El detalle de las caries
Hay otro dato sobre los incas — y sobre las poblaciones precolombinas en general — que los arqueólogos confirman una y otra vez en cada esqueleto que analizan: casi no tenían caries.
El análisis de miles de cráneos precolombinos en toda América muestra tasas de caries dental de entre 1% y 5% de las piezas dentales, dependiendo de la región y el período. En poblaciones europeas contemporáneas, la tasa estaba por encima del 30%. En las poblaciones que siguieron al contacto con Europa, la tasa americana se disparó hacia los mismos niveles europeos en pocas generaciones.
La razón es simple y tiene que ver con la dieta. Los incas comían principalmente papa, quinoa, maíz, carne de llama y plantas andinas. Ninguno de esos alimentos tiene azúcar refinada — el gran motor de la caries dental. El maíz tiene azúcares naturales, pero en las variedades andinas y en los procesos de cocción tradicionales, el impacto sobre el esmalte dental era mínimo.
Cuando llegaron los españoles trajeron, entre otras cosas, la caña de azúcar y la cultura del dulce.
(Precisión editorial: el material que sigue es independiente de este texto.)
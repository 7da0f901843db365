//! List REST resource with loading-state tracking

use crate::generation::RequestGeneration;
use paperdesk_client::{ApiClient, ApiError};
use paperdesk_core::{Action, Component, Dispatcher, ListPayload};
use serde::Serialize;
use serde::de::DeserializeOwned;

/// REST-backed list resource.
///
/// Fetches `<midpoint>/list` and publishes the result to the store slice
/// tagged with its component. The fetched items replace the slice wholesale;
/// an empty response empties the slice. Like [`Model`](crate::Model), every
/// fetch brackets its work in `Loading(true)` / `Loading(false)` dispatches
/// and overlapping fetches are resolved in favor of the last-started one.
///
/// The read model stays state-driven: fetches return `Ok(())` and callers
/// observe the items through the store.
#[derive(Debug, Clone)]
pub struct Collection<T> {
    component: Component,
    midpoint: &'static str,
    client: ApiClient,
    dispatch: Dispatcher<ListPayload<T>>,
    generation: RequestGeneration,
}

impl<T> Collection<T>
where
    T: Clone + Serialize + DeserializeOwned + Send + Sync + 'static,
{
    /// Create a resource for `midpoint`, dispatching under `component`.
    #[must_use]
    pub fn new(
        component: Component,
        midpoint: &'static str,
        client: ApiClient,
        dispatch: Dispatcher<ListPayload<T>>,
    ) -> Self {
        Self {
            component,
            midpoint,
            client,
            dispatch,
            generation: RequestGeneration::new(),
        }
    }

    /// The tag this resource dispatches under.
    #[must_use]
    pub const fn component(&self) -> Component {
        self.component
    }

    /// The API sub-path this resource is bound to.
    #[must_use]
    pub const fn midpoint(&self) -> &'static str {
        self.midpoint
    }

    /// Fetch the full entity list and publish it to the store.
    ///
    /// # Errors
    ///
    /// Returns transport, status, or decoding errors. The loading flag is
    /// still finalized by whichever request is current.
    #[tracing::instrument(skip(self), fields(component = %self.component, midpoint = self.midpoint))]
    pub async fn get(&self) -> Result<(), ApiError> {
        self.fetch(None::<&()>).await
    }

    /// Fetch the entity list filtered by `params` and publish it to the
    /// store.
    ///
    /// # Errors
    ///
    /// Returns transport, status, or decoding errors. The loading flag is
    /// still finalized by whichever request is current.
    #[tracing::instrument(skip(self, params), fields(component = %self.component, midpoint = self.midpoint))]
    pub async fn get_with<Q>(&self, params: &Q) -> Result<(), ApiError>
    where
        Q: Serialize + ?Sized,
    {
        self.fetch(Some(params)).await
    }

    async fn fetch<Q>(&self, params: Option<&Q>) -> Result<(), ApiError>
    where
        Q: Serialize + ?Sized,
    {
        let ticket = self.generation.begin();
        self.set_loading(true).await;

        let endpoint = format!("{}/list", self.midpoint);
        let result: Result<Vec<T>, ApiError> = match params {
            Some(params) => self.client.get_with(&endpoint, params).await,
            None => self.client.get(&endpoint).await,
        };

        if self.generation.is_current(ticket) {
            if let Ok(items) = &result {
                self.publish(ListPayload::Update(items.clone())).await;
            }
            self.set_loading(false).await;
        }

        result.map(|_| ())
    }

    async fn set_loading(&self, loading: bool) {
        self.publish(ListPayload::Loading(loading)).await;
    }

    async fn publish(&self, payload: ListPayload<T>) {
        tracing::debug!(component = %self.component, action = payload.label(), "dispatch");
        self.dispatch
            .dispatch(Action::new(self.component, payload))
            .await;
    }
}
//! # Paperdesk Store
//!
//! Store runtime and REST-backed resources for the paperdesk state layer.
//!
//! The [`Store`] holds the application state behind an async lock and applies
//! actions through a pure reducer, one at a time. [`Collection`] and
//! [`Model`] wrap list and single-entity REST resources: each operation
//! brackets its HTTP call in `Loading(true)` / `Loading(false)` dispatches
//! and publishes fetched data with an `Update`. Overlapping requests on one
//! resource are coordinated by [`RequestGeneration`] tickets, so a stale
//! response can neither overwrite newer state nor strand the loading flag.
//!
//! ## Example
//!
//! ```no_run
//! use paperdesk_client::ApiClient;
//! use paperdesk_core::{CollectionReducer, Component, ListState};
//! use paperdesk_store::{Collection, Store};
//!
//! const INBOX: Component = Component::new("INBOX");
//!
//! #[tokio::main]
//! async fn main() -> Result<(), Box<dyn std::error::Error>> {
//!     let store = Store::new(
//!         ListState::<String>::default(),
//!         CollectionReducer::new(INBOX),
//!     );
//!
//!     let inbox = Collection::new(
//!         INBOX,
//!         "inbox",
//!         ApiClient::from_env(),
//!         store.dispatcher(|action| action),
//!     );
//!
//!     inbox.get().await?;
//!     let count = store.state(|s| s.items.len()).await;
//!     println!("{count} items");
//!     Ok(())
//! }
//! ```

pub mod collection;
pub mod generation;
pub mod model;
pub mod store;

// Re-export main types for convenience
pub use collection::Collection;
pub use generation::RequestGeneration;
pub use model::Model;
pub use store::Store;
Las caries siguieron al azúcar con una puntualidad que los epidemiólogos modernos usaron para rastrear la difusión del comercio europeo en América: donde había caries en esqueletos coloniales, había contacto con el sistema comercial español.
Lo que separa dos mundos
La imagen del inca muerto en procesión y la del inca vivo con los dientes intactos apuntan a lo mismo: una civilización que funcionaba con una lógica completamente diferente a la europea, no porque fuera más primitiva ni más avanzada, sino porque había resuelto los problemas fundamentales — el poder, la muerte, la alimentación, la legitimidad — con respuestas distintas.
Los españoles que llegaron al Cusco encontraron momias en palacios y no supieron qué hacer con eso. Lo interpretaron como idolatría, como superstición, como atraso.
Siglos después, los arqueólogos que analizan los mismos esqueletos encuentran dentaduras perfectas y se preguntan qué comían. La respuesta, en ambos casos, es la misma: algo muy diferente a lo que vino después.